[AVAILABLE DATA — start]

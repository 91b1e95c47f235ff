//! WebSocket transport task.

use futures_util::{SinkExt, StreamExt};
use std::time::Duration;
use tokio::{sync::mpsc, time::timeout};
use tokio_tungstenite::{connect_async, tungstenite::Message};

use super::connection::{Connector, Link, LinkEvent, TransportEvent};

/// Opens game channels over tokio-tungstenite.
///
/// Each call to [`Connector::open`] spawns one task that owns the socket
/// until it closes. Must be used from within a tokio runtime.
#[derive(Clone, Copy, Debug)]
pub struct WsConnector {
    connect_timeout: Duration,
}

impl WsConnector {
    pub fn new(connect_timeout: Duration) -> Self {
        Self { connect_timeout }
    }
}

impl Connector for WsConnector {
    fn open(&self, url: &str, epoch: u64, events: mpsc::UnboundedSender<LinkEvent>) -> Link {
        let (outbound_tx, outbound_rx) = mpsc::unbounded_channel();
        tokio::spawn(run_socket(
            url.to_string(),
            self.connect_timeout,
            epoch,
            outbound_rx,
            events,
        ));
        Link::new(outbound_tx)
    }
}

/// Drive one socket from handshake to close.
///
/// Every exit path ends with exactly one `Closed` event. The socket is
/// closed when the outbound channel's sender is dropped.
async fn run_socket(
    url: String,
    connect_timeout: Duration,
    epoch: u64,
    mut outbound: mpsc::UnboundedReceiver<String>,
    events: mpsc::UnboundedSender<LinkEvent>,
) {
    let emit = |event: TransportEvent| {
        let _ = events.send(LinkEvent { epoch, event });
    };

    let stream = match timeout(connect_timeout, connect_async(url.as_str())).await {
        Ok(Ok((stream, _))) => stream,
        Ok(Err(e)) => {
            emit(TransportEvent::Error(e.to_string()));
            emit(TransportEvent::Closed);
            return;
        }
        Err(_) => {
            emit(TransportEvent::Error(format!(
                "handshake timed out after {} ms",
                connect_timeout.as_millis()
            )));
            emit(TransportEvent::Closed);
            return;
        }
    };

    log::debug!("Transport {epoch} open to {url}");
    emit(TransportEvent::Opened);
    let (mut write, mut read) = stream.split();

    loop {
        tokio::select! {
            outgoing = outbound.recv() => match outgoing {
                Some(text) => {
                    if let Err(e) = write.send(Message::Text(text.into())).await {
                        emit(TransportEvent::Error(e.to_string()));
                        break;
                    }
                }
                None => {
                    let _ = write.close().await;
                    break;
                }
            },

            incoming = read.next() => match incoming {
                Some(Ok(Message::Text(text))) => emit(TransportEvent::Frame(text.as_str().to_owned())),
                Some(Ok(Message::Close(_))) | None => break,
                Some(Ok(_)) => {}
                Some(Err(e)) => {
                    emit(TransportEvent::Error(e.to_string()));
                    break;
                }
            },
        }
    }

    log::debug!("Transport {epoch} closed");
    emit(TransportEvent::Closed);
}
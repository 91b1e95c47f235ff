//! Internal modules for the hold'em terminal client.
//!
//! This library provides command parsing and table rendering used by the
//! hs_client binary.

pub mod commands;
pub mod display;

[AVAILABLE DATA — finish]

> _PROBLEM DESCRIPTION_
Whatever appears in the listing should be copied exactly and completely.

> _WRITTEN SOLUTION_
repository 91b1e95c47f235ff
//! WebSocket transport task.

use futures_util::{SinkExt, StreamExt};
use std::time::Duration;
use tokio::{sync::mpsc, time::timeout};
use tokio_tungstenite::{connect_async, tungstenite::Message};

use super::connection::{Connector, Link, LinkEvent, TransportEvent};

/// Opens game channels over tokio-tungstenite.
///
/// Each call to [`Connector::open`] spawns one task that owns the socket
/// until it closes. Must be used from within a tokio runtime.
#[derive(Clone, Copy, Debug)]
pub struct WsConnector {
    connect_timeout: Duration,
}

impl WsConnector {
    pub fn new(connect_timeout: Duration) -> Self {
        Self { connect_timeout }
    }
}

impl Connector for WsConnector {
    fn open(&self, url: &str, epoch: u64, events: mpsc::UnboundedSender<LinkEvent>) -> Link {
        let (outbound_tx, outbound_rx) = mpsc::unbounded_channel();
        tokio::spawn(run_socket(
            url.to_string(),
            self.connect_timeout,
            epoch,
            outbound_rx,
            events,
        ));
        Link::new(outbound_tx)
    }
}

/// Drive one socket from handshake to close.
///
/// Every exit path ends with exactly one `Closed` event. The socket is
/// closed when the outbound channel's sender is dropped.
async fn run_socket(
    url: String,
    connect_timeout: Duration,
    epoch: u64,
    mut outbound: mpsc::UnboundedReceiver<String>,
    events: mpsc::UnboundedSender<LinkEvent>,
) {
    let emit = |event: TransportEvent| {
        let _ = events.send(LinkEvent { epoch, event });
    };

    let stream = match timeout(connect_timeout, connect_async(url.as_str())).await {
        Ok(Ok((stream, _))) => stream,
        Ok(Err(e)) => {
            emit(TransportEvent::Error(e.to_string()));
            emit(TransportEvent::Closed);
            return;
        }
        Err(_) => {
            emit(TransportEvent::Error(format!(
                "handshake timed out after {} ms",
                connect_timeout.as_millis()
            )));
            emit(TransportEvent::Closed);
            return;
        }
    };

    log::debug!("Transport {epoch} open to {url}");
    emit(TransportEvent::Opened);
    let (mut write, mut read) = stream.split();

    loop {
        tokio::select! {
            outgoing = outbound.recv() => match outgoing {
                Some(text) => {
                    if let Err(e) = write.send(Message::Text(text.into())).await {
                        emit(TransportEvent::Error(e.to_string()));
                        break;
                    }
                }
                None => {
                    let _ = write.close().await;
                    break;
                }
            },

            incoming = read.next() => match incoming {
                Some(Ok(Message::Text(text))) => emit(TransportEvent::Frame(text.as_str().to_owned())),
                Some(Ok(Message::Close(_))) | None => break,
                Some(Ok(_)) => {}
                Some(Err(e)) => {
                    emit(TransportEvent::Error(e.to_string()));
                    break;
                }
            },
        }
    }

    log::debug!("Transport {epoch} closed");
    emit(TransportEvent::Closed);
}
repository 91b1e95c47f235ff
//! Internal modules for the hold'em terminal client.
//!
//! This library provides command parsing and table rendering used by the
//! hs_client binary.

pub mod commands;
pub mod display;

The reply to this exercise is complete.